It’s an age-old, or at least decades-old, story. A startup company, based on exciting technology and full of enthusiasm, comes roaring out of the gate ready to set the world on fire. They garner tons of media attention, recruit some of the top people in the industry, attract healthy amounts of venture capital, and proceed full speed ahead. Then at some point, often three or four years into their evolution, they are forced by the realities of product and market development to “select and focus”. They realise that they can’t develop a viable, sustainable business trying to do too many things at once.
Rethink Robotics, one of the most exciting and innovative robotics companies to appear over the past six years, apparently reached that stage this week and has announced significant layoffs amounting to almost a quarter of their estimated headcount.
According to a report on Boston.com, Rethink Robotics CEO Scott Eckert said that -
"...the layoffs are the result of Rethink deciding to focus on the market segments that have been most receptive to Baxter since its launch, including plastics manufacturing, consumer goods, and warehousing and logistics. Rethink has also been selling Baxter to academic and corporate research labs in the U.S. and overseas."
A restructuring of this magnitude, while certainly a concern, isn’t that unusual for high tech startups during this phase of their development. In fact, if managed properly, it can be quite healthy and could put the company in a much stronger position in the long term.

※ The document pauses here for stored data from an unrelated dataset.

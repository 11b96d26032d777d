//! Tracing subscriber, OTLP export and HTTP metrics.

mod metrics;
mod otel;
mod request;
mod subscriber;

use opentelemetry_sdk::trace::SdkTracerProvider;
use thiserror::Error;
use tracing::error;

use crate::config::telemetry::TelemetryConfig;

pub(crate) use metrics::{metrics_handler, record_purchase, record_unlock};
pub(crate) use request::RequestLogger;

#[derive(Debug, Error)]
pub(crate) enum ObservabilityError {
    #[error("failed to build OTLP span exporter: {0}")]
    Exporter(#[from] opentelemetry_otlp::ExporterBuildError),

    #[error("failed to install tracing subscriber: {0}")]
    Subscriber(#[from] tracing_subscriber::util::TryInitError),
}

/// Handle kept alive for the lifetime of the server so spans can be flushed on exit.
#[derive(Debug)]
pub(crate) struct Observability {
    tracer_provider: Option<SdkTracerProvider>,
}

impl Observability {
    pub(crate) fn init(config: &TelemetryConfig) -> Result<Self, ObservabilityError> {
        let tracer_provider = config
            .otel_enabled
            .then(|| otel::tracer_provider(config))
            .transpose()?;

        subscriber::install(config, tracer_provider.as_ref())?;

        Ok(Self { tracer_provider })
    }

    pub(crate) fn shutdown(self) {
        if let Some(provider) = self.tracer_provider
            && let Err(source) = provider.shutdown()
        {
            error!("failed to flush spans on shutdown: {source}");
        }
    }
}
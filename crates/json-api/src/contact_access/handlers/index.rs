//! List Contact Access Handler

use std::sync::Arc;

use salvo::{oapi::ToSchema, prelude::*};
use serde::{Deserialize, Serialize};

use domestic_connect_app::domain::contact_access::records::ContactAccessRecord;

use crate::{contact_access::errors::into_status_error, extensions::*, state::State};

/// Contact Access Grant Response
#[derive(Debug, Serialize, Deserialize, ToSchema)]
pub(crate) struct GrantResponse {
    pub access_id: String,
    pub target_profile_id: String,
    pub accessed_at: String,
}

impl From<ContactAccessRecord> for GrantResponse {
    fn from(grant: ContactAccessRecord) -> Self {
        Self {
            access_id: grant.id.into_string(),
            target_profile_id: grant.target_profile_id.into_string(),
            accessed_at: grant.accessed_at.to_string(),
        }
    }
}

/// Contact Access Grants Response
#[derive(Debug, Serialize, Deserialize, ToSchema)]
pub(crate) struct GrantsResponse {
    /// Contacts the caller has unlocked, newest first
    pub grants: Vec<GrantResponse>,
}

/// List Contact Access Handler
#[endpoint(
    tags("contact-access"),
    summary = "List Unlocked Contacts",
    security(("bearer_auth" = []))
)]
pub(crate) async fn handler(depot: &mut Depot) -> Result<Json<GrantsResponse>, StatusError> {
    let state = depot.obtain_or_500::<Arc<State>>()?;
    let user = depot.user_id_or_401()?;

    let grants = state
        .app
        .contact_access
        .list_grants_for_user(user)
        .await
        .map_err(into_status_error)?;

    Ok(Json(GrantsResponse {
        grants: grants.into_iter().map(GrantResponse::from).collect(),
    }))
}
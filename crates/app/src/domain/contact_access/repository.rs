//! Contact Access Repository

use jiff_sqlx::Timestamp as SqlxTimestamp;
use sqlx::{FromRow, Postgres, Row, Transaction, postgres::PgRow, query_as, query_scalar};

use crate::domain::{
    contact_access::records::{ContactAccessId, ContactAccessRecord},
    identities::{ProfileId, UserId},
};

const FIND_CONTACT_ACCESS_SQL: &str = include_str!("sql/find_contact_access.sql");
const INSERT_CONTACT_ACCESS_SQL: &str = include_str!("sql/insert_contact_access.sql");
const HAS_CONTACT_ACCESS_SQL: &str = include_str!("sql/has_contact_access.sql");
const LIST_CONTACT_ACCESS_FOR_USER_SQL: &str = include_str!("sql/list_contact_access_for_user.sql");
const COUNT_CONTACT_ACCESS_SQL: &str = include_str!("sql/count_contact_access.sql");

#[derive(Debug, Clone, Default)]
pub(crate) struct PgContactAccessRepository;

impl PgContactAccessRepository {
    #[must_use]
    pub(crate) fn new() -> Self {
        Self
    }

    pub(crate) async fn find_contact_access(
        &self,
        tx: &mut Transaction<'_, Postgres>,
        user: &UserId,
        target: &ProfileId,
    ) -> Result<Option<ContactAccessRecord>, sqlx::Error> {
        query_as::<Postgres, ContactAccessRecord>(FIND_CONTACT_ACCESS_SQL)
            .bind(user.as_str())
            .bind(target.as_str())
            .fetch_optional(&mut **tx)
            .await
    }

    /// Inserts a grant unless one already exists for the pair.
    ///
    /// Returns `None` when another writer holds the `(user_id, target_profile_id)` slot.
    pub(crate) async fn insert_contact_access(
        &self,
        tx: &mut Transaction<'_, Postgres>,
        grant: &ContactAccessId,
        user: &UserId,
        target: &ProfileId,
    ) -> Result<Option<ContactAccessRecord>, sqlx::Error> {
        query_as::<Postgres, ContactAccessRecord>(INSERT_CONTACT_ACCESS_SQL)
            .bind(grant.as_str())
            .bind(user.as_str())
            .bind(target.as_str())
            .fetch_optional(&mut **tx)
            .await
    }

    pub(crate) async fn has_contact_access(
        &self,
        tx: &mut Transaction<'_, Postgres>,
        user: &UserId,
        target: &ProfileId,
    ) -> Result<bool, sqlx::Error> {
        query_scalar(HAS_CONTACT_ACCESS_SQL)
            .bind(user.as_str())
            .bind(target.as_str())
            .fetch_one(&mut **tx)
            .await
    }

    pub(crate) async fn list_contact_access_for_user(
        &self,
        tx: &mut Transaction<'_, Postgres>,
        user: &UserId,
    ) -> Result<Vec<ContactAccessRecord>, sqlx::Error> {
        query_as::<Postgres, ContactAccessRecord>(LIST_CONTACT_ACCESS_FOR_USER_SQL)
            .bind(user.as_str())
            .fetch_all(&mut **tx)
            .await
    }

    pub(crate) async fn count_contact_access(
        &self,
        tx: &mut Transaction<'_, Postgres>,
    ) -> Result<u64, sqlx::Error> {
        let count: i64 = query_scalar(COUNT_CONTACT_ACCESS_SQL)
            .fetch_one(&mut **tx)
            .await?;

        u64::try_from(count).map_err(|e| sqlx::Error::ColumnDecode {
            index: "grants_count".to_string(),
            source: Box::new(e),
        })
    }
}

impl<'r> FromRow<'r, PgRow> for ContactAccessRecord {
    fn from_row(row: &'r PgRow) -> sqlx::Result<Self> {
        Ok(Self {
            id: ContactAccessId::new(row.try_get::<String, _>("id")?),
            user_id: UserId::new(row.try_get::<String, _>("user_id")?),
            target_profile_id: ProfileId::new(row.try_get::<String, _>("target_profile_id")?),
            accessed_at: row.try_get::<SqlxTimestamp, _>("accessed_at")?.to_jiff(),
        })
    }
}
//! Shared test infrastructure.

mod db;
pub(crate) mod helpers;

pub(crate) use context::TestContext;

At the same time there is a significant risk that some customers may have a degree of trepidation about committing to the Rethink Robotics design approach, especially for robot implementations that are mission critical for their companies. Robotics, unlike software applications or consumer electronics, are used in critical parts of their customers manufacturing and supply chains.
Rethink represents a dramatic shift in the way that companies think about and implement robotics, and can potentially yield significant benefits. But before companies adopt the Rethink approach they have to be extremely confident that Rethink as a company will be around to support them.
In many ways it’s a chicken/egg problem, and one that we hope and expect will play out well for Rethink. Restructuring and refocusing is absolutely the right move at this point. They have the right technology at the right time in the right market. The opportunity is their’s to win, or to lose.